ENTRIES SHOWN:
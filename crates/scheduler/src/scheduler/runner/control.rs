use std::sync::{Arc, PoisonError};
use std::thread::{self, JoinHandle};
use std::time::Instant;

use cadence_core::time::wall_clock;
use chrono::Utc;
use tracing::{debug, error};

use crate::scheduler::events::SchedulerEvent;
use crate::scheduler::task::SchedulerError;
use crate::scheduler::types::LoopPhase;

use super::core::Scheduler;
use super::execution::run_loop;

impl Scheduler {
    /// Spawn the control thread. No-op if the scheduler is already running.
    ///
    /// If a `stop()` is in progress, blocks until it completes and then starts
    /// a fresh loop. Tasks registered while stopped and never activated become
    /// ready at the start instant. Must not be called from inside task work.
    ///
    /// A loop that was terminated by a panicking task is reaped first, and its
    /// `SchedulerStopped` event is emitted before the new `SchedulerStarted`.
    pub fn start(&self) -> Result<(), SchedulerError> {
        let mut inner = self
            .shared
            .signal
            .wait_while(self.shared.lock(), |s| s.phase == LoopPhase::ShuttingDown)
            .unwrap_or_else(PoisonError::into_inner);
        if inner.phase == LoopPhase::Running {
            debug!("start ignored, scheduler already running");
            return Ok(());
        }

        if let Some(dead) = inner.worker.take() {
            reap(dead);
            self.shared.emit(SchedulerEvent::SchedulerStopped { at: Utc::now() });
        }

        let now = Instant::now();
        inner.registry.rebase_unstarted(now);
        inner.phase = LoopPhase::Running;
        inner.wake_pending = false;

        let shared = Arc::clone(&self.shared);
        let spawned = thread::Builder::new()
            .name(self.shared.config.thread_name.clone())
            .spawn(move || run_loop(&shared));

        match spawned {
            Ok(handle) => {
                debug!(tasks = inner.registry.len(), "scheduler thread spawned");
                inner.worker = Some(handle);
                self.shared.emit(SchedulerEvent::SchedulerStarted {
                    at: wall_clock(now),
                });
                Ok(())
            }
            Err(e) => {
                inner.phase = LoopPhase::Stopped;
                Err(SchedulerError::Spawn(e))
            }
        }
    }

    /// Request shutdown and block until the control thread has exited.
    ///
    /// Waits for an in-flight task to finish. Calling it before `start()` or
    /// repeatedly is a no-op. Must not be called from inside task work.
    pub fn stop(&self) {
        let handle = {
            let mut inner = self.shared.lock();
            let phase = inner.phase;
            match phase {
                LoopPhase::Running => {
                    inner.phase = LoopPhase::ShuttingDown;
                    self.shared.signal.notify_all();
                    inner.worker.take()
                }
                LoopPhase::ShuttingDown => {
                    // Another caller owns the join; wait for it to finish.
                    let _inner = self
                        .shared
                        .signal
                        .wait_while(inner, |s| s.phase == LoopPhase::ShuttingDown)
                        .unwrap_or_else(PoisonError::into_inner);
                    return;
                }
                LoopPhase::Stopped => inner.worker.take(),
            }
        };

        let Some(handle) = handle else {
            return;
        };
        reap(handle);

        let mut inner = self.shared.lock();
        inner.phase = LoopPhase::Stopped;
        self.shared.emit(SchedulerEvent::SchedulerStopped { at: Utc::now() });
        drop(inner);
        self.shared.signal.notify_all();
    }
}

fn reap(handle: JoinHandle<()>) {
    if handle.join().is_err() {
        error!("Scheduler thread terminated by a panicking task");
    }
}
use std::sync::{MutexGuard, PoisonError};
use std::thread;
use std::time::{Duration, Instant};

use cadence_core::time::{format_duration, wall_clock};
use tracing::{debug, error, trace};

use crate::scheduler::events::SchedulerEvent;
use crate::scheduler::selector::select_ready;
use crate::scheduler::task::{TaskId, TaskWork};
use crate::scheduler::types::LoopPhase;

use super::core::{Inner, Shared};

/// Marks the loop stopped if a task's work unwinds through it.
struct LoopGuard<'a> {
    shared: &'a Shared,
}

impl Drop for LoopGuard<'_> {
    fn drop(&mut self) {
        if thread::panicking() {
            error!("Task work panicked; scheduler loop terminated");
            self.shared.lock().phase = LoopPhase::Stopped;
            self.shared.signal.notify_all();
        }
    }
}

/// Body of the control thread. Returns once the phase leaves `Running`.
///
/// A panic raised by task work is not caught: it ends the thread.
pub(super) fn run_loop(shared: &Shared) {
    let _guard = LoopGuard { shared };
    let mut inner = shared.lock();

    while inner.phase == LoopPhase::Running {
        inner.wake_pending = false;
        let now = Instant::now();

        let Inner {
            registry,
            ready,
            metrics,
            ..
        } = &mut *inner;

        let detected = select_ready(registry, ready, now);
        if !detected.is_empty() {
            let at = wall_clock(now);
            for activation in &detected {
                metrics.record_activation(activation.id, activation.queued);
                trace!(
                    task_id = activation.id,
                    late = %format_duration(now.saturating_duration_since(activation.deadline)),
                    queued = activation.queued,
                    "activation detected"
                );
                shared.emit(SchedulerEvent::TaskReady {
                    id: activation.id,
                    at,
                });
            }
        }

        let Some(entry) = ready.pop_next(registry) else {
            inner = wait_for_work(shared, inner);
            continue;
        };
        let Some(task) = registry.get(entry.handle) else {
            continue;
        };
        let work = task.work.clone();
        let cost = task.def.execution_cost;
        trace!(task_id = entry.id, queued = ready.len(), "dispatching");

        // Run with the lock released so registrations are never blocked.
        drop(inner);
        let (busy, finished) = execute(shared, entry.id, &work, cost);
        inner = shared.lock();

        let missed = inner
            .registry
            .get(entry.handle)
            .is_some_and(|t| finished > t.next_deadline);
        inner.metrics.record_execution(entry.id, busy, missed);

        let at = wall_clock(finished);
        if missed {
            shared.emit(SchedulerEvent::TaskDeadlineMissed { id: entry.id, at });
        } else {
            shared.emit(SchedulerEvent::TaskCompletedOnTime { id: entry.id, at });
        }
    }

    debug!(phase = ?inner.phase, "scheduler loop exiting");
}

/// Invoke one task and simulate its execution cost.
/// Returns the busy time and the completion instant.
fn execute(shared: &Shared, id: TaskId, work: &TaskWork, cost: Duration) -> (Duration, Instant) {
    let started = Instant::now();
    shared.emit(SchedulerEvent::TaskExecuting {
        id,
        at: wall_clock(started),
    });

    work(id);
    if shared.config.simulate_execution_cost && !cost.is_zero() {
        thread::sleep(cost);
    }

    let finished = Instant::now();
    let busy = finished - started;
    trace!(task_id = id, busy = %format_duration(busy), "task finished");
    (busy, finished)
}

/// Sleep until the nearest deadline, a new registration or shutdown.
fn wait_for_work<'a>(shared: &'a Shared, inner: MutexGuard<'a, Inner>) -> MutexGuard<'a, Inner> {
    let idle = |s: &mut Inner| s.phase == LoopPhase::Running && !s.wake_pending;

    match inner.registry.earliest_deadline() {
        Some(deadline) => {
            let timeout = deadline.saturating_duration_since(Instant::now());
            shared
                .signal
                .wait_timeout_while(inner, timeout, idle)
                .map(|(guard, _)| guard)
                .unwrap_or_else(|e| e.into_inner().0)
        }
        None => shared
            .signal
            .wait_while(inner, idle)
            .unwrap_or_else(PoisonError::into_inner),
    }
}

EXERCISE: Restate the listing word for word.

FINISHED EXERCISE:
filename crates/scheduler/src/scheduler/runner/control.rs
use std::sync::{Arc, PoisonError};
use std::thread::{self, JoinHandle};
use std::time::Instant;

use cadence_core::time::wall_clock;
use chrono::Utc;
use tracing::{debug, error};

use crate::scheduler::events::SchedulerEvent;
use crate::scheduler::task::SchedulerError;
use crate::scheduler::types::LoopPhase;

use super::core::Scheduler;
use super::execution::run_loop;

impl Scheduler {
    /// Spawn the control thread. No-op if the scheduler is already running.
    ///
    /// If a `stop()` is in progress, blocks until it completes and then starts
    /// a fresh loop. Tasks registered while stopped and never activated become
    /// ready at the start instant. Must not be called from inside task work.
    ///
    /// A loop that was terminated by a panicking task is reaped first, and its
    /// `SchedulerStopped` event is emitted before the new `SchedulerStarted`.
    pub fn start(&self) -> Result<(), SchedulerError> {
        let mut inner = self
            .shared
            .signal
            .wait_while(self.shared.lock(), |s| s.phase == LoopPhase::ShuttingDown)
            .unwrap_or_else(PoisonError::into_inner);
        if inner.phase == LoopPhase::Running {
            debug!("start ignored, scheduler already running");
            return Ok(());
        }

        if let Some(dead) = inner.worker.take() {
            reap(dead);
            self.shared.emit(SchedulerEvent::SchedulerStopped { at: Utc::now() });
        }

        let now = Instant::now();
        inner.registry.rebase_unstarted(now);
        inner.phase = LoopPhase::Running;
        inner.wake_pending = false;

        let shared = Arc::clone(&self.shared);
        let spawned = thread::Builder::new()
            .name(self.shared.config.thread_name.clone())
            .spawn(move || run_loop(&shared));

        match spawned {
            Ok(handle) => {
                debug!(tasks = inner.registry.len(), "scheduler thread spawned");
                inner.worker = Some(handle);
                self.shared.emit(SchedulerEvent::SchedulerStarted {
                    at: wall_clock(now),
                });
                Ok(())
            }
            Err(e) => {
                inner.phase = LoopPhase::Stopped;
                Err(SchedulerError::Spawn(e))
            }
        }
    }

    /// Request shutdown and block until the control thread has exited.
    ///
    /// Waits for an in-flight task to finish. Calling it before `start()` or
    /// repeatedly is a no-op. Must not be called from inside task work.
    pub fn stop(&self) {
        let handle = {
            let mut inner = self.shared.lock();
            let phase = inner.phase;
            match phase {
                LoopPhase::Running => {
                    inner.phase = LoopPhase::ShuttingDown;
                    self.shared.signal.notify_all();
                    inner.worker.take()
                }
                LoopPhase::ShuttingDown => {
                    // Another caller owns the join; wait for it to finish.
                    let _inner = self
                        .shared
                        .signal
                        .wait_while(inner, |s| s.phase == LoopPhase::ShuttingDown)
                        .unwrap_or_else(PoisonError::into_inner);
                    return;
                }
                LoopPhase::Stopped => inner.worker.take(),
            }
        };

        let Some(handle) = handle else {
            return;
        };
        reap(handle);

        let mut inner = self.shared.lock();
        inner.phase = LoopPhase::Stopped;
        self.shared.emit(SchedulerEvent::SchedulerStopped { at: Utc::now() });
        drop(inner);
        self.shared.signal.notify_all();
    }
}

fn reap(handle: JoinHandle<()>) {
    if handle.join().is_err() {
        error!("Scheduler thread terminated by a panicking task");
    }
}
use std::sync::{MutexGuard, PoisonError};
use std::thread;
use std::time::{Duration, Instant};

use cadence_core::time::{format_duration, wall_clock};
use tracing::{debug, error, trace};

use crate::scheduler::events::SchedulerEvent;
use crate::scheduler::selector::select_ready;
use crate::scheduler::task::{TaskId, TaskWork};
use crate::scheduler::types::LoopPhase;

use super::core::{Inner, Shared};

/// Marks the loop stopped if a task's work unwinds through it.
struct LoopGuard<'a> {
    shared: &'a Shared,
}

impl Drop for LoopGuard<'_> {
    fn drop(&mut self) {
        if thread::panicking() {
            error!("Task work panicked; scheduler loop terminated");
            self.shared.lock().phase = LoopPhase::Stopped;
            self.shared.signal.notify_all();
        }
    }
}

/// Body of the control thread. Returns once the phase leaves `Running`.
///
/// A panic raised by task work is not caught: it ends the thread.
pub(super) fn run_loop(shared: &Shared) {
    let _guard = LoopGuard { shared };
    let mut inner = shared.lock();

    while inner.phase == LoopPhase::Running {
        inner.wake_pending = false;
        let now = Instant::now();

        let Inner {
            registry,
            ready,
            metrics,
            ..
        } = &mut *inner;

        let detected = select_ready(registry, ready, now);
        if !detected.is_empty() {
            let at = wall_clock(now);
            for activation in &detected {
                metrics.record_activation(activation.id, activation.queued);
                trace!(
                    task_id = activation.id,
                    late = %format_duration(now.saturating_duration_since(activation.deadline)),
                    queued = activation.queued,
                    "activation detected"
                );
                shared.emit(SchedulerEvent::TaskReady {
                    id: activation.id,
                    at,
                });
            }
        }

        let Some(entry) = ready.pop_next(registry) else {
            inner = wait_for_work(shared, inner);
            continue;
        };
        let Some(task) = registry.get(entry.handle) else {
            continue;
        };
        let work = task.work.clone();
        let cost = task.def.execution_cost;
        trace!(task_id = entry.id, queued = ready.len(), "dispatching");

        // Run with the lock released so registrations are never blocked.
        drop(inner);
        let (busy, finished) = execute(shared, entry.id, &work, cost);
        inner = shared.lock();

        let missed = inner
            .registry
            .get(entry.handle)
            .is_some_and(|t| finished > t.next_deadline);
        inner.metrics.record_execution(entry.id, busy, missed);

        let at = wall_clock(finished);
        if missed {
            shared.emit(SchedulerEvent::TaskDeadlineMissed { id: entry.id, at });
        } else {
            shared.emit(SchedulerEvent::TaskCompletedOnTime { id: entry.id, at });
        }
    }

    debug!(phase = ?inner.phase, "scheduler loop exiting");
}

/// Invoke one task and simulate its execution cost.
/// Returns the busy time and the completion instant.
fn execute(shared: &Shared, id: TaskId, work: &TaskWork, cost: Duration) -> (Duration, Instant) {
    let started = Instant::now();
    shared.emit(SchedulerEvent::TaskExecuting {
        id,
        at: wall_clock(started),
    });

    work(id);
    if shared.config.simulate_execution_cost && !cost.is_zero() {
        thread::sleep(cost);
    }

    let finished = Instant::now();
    let busy = finished - started;
    trace!(task_id = id, busy = %format_duration(busy), "task finished");
    (busy, finished)
}

/// Sleep until the nearest deadline, a new registration or shutdown.
fn wait_for_work<'a>(shared: &'a Shared, inner: MutexGuard<'a, Inner>) -> MutexGuard<'a, Inner> {
    let idle = |s: &mut Inner| s.phase == LoopPhase::Running && !s.wake_pending;

    match inner.registry.earliest_deadline() {
        Some(deadline) => {
            let timeout = deadline.saturating_duration_since(Instant::now());
            shared
                .signal
                .wait_timeout_while(inner, timeout, idle)
                .map(|(guard, _)| guard)
                .unwrap_or_else(|e| e.into_inner().0)
        }
        None => shared
            .signal
            .wait_while(inner, idle)
            .unwrap_or_else(PoisonError::into_inner),
    }
}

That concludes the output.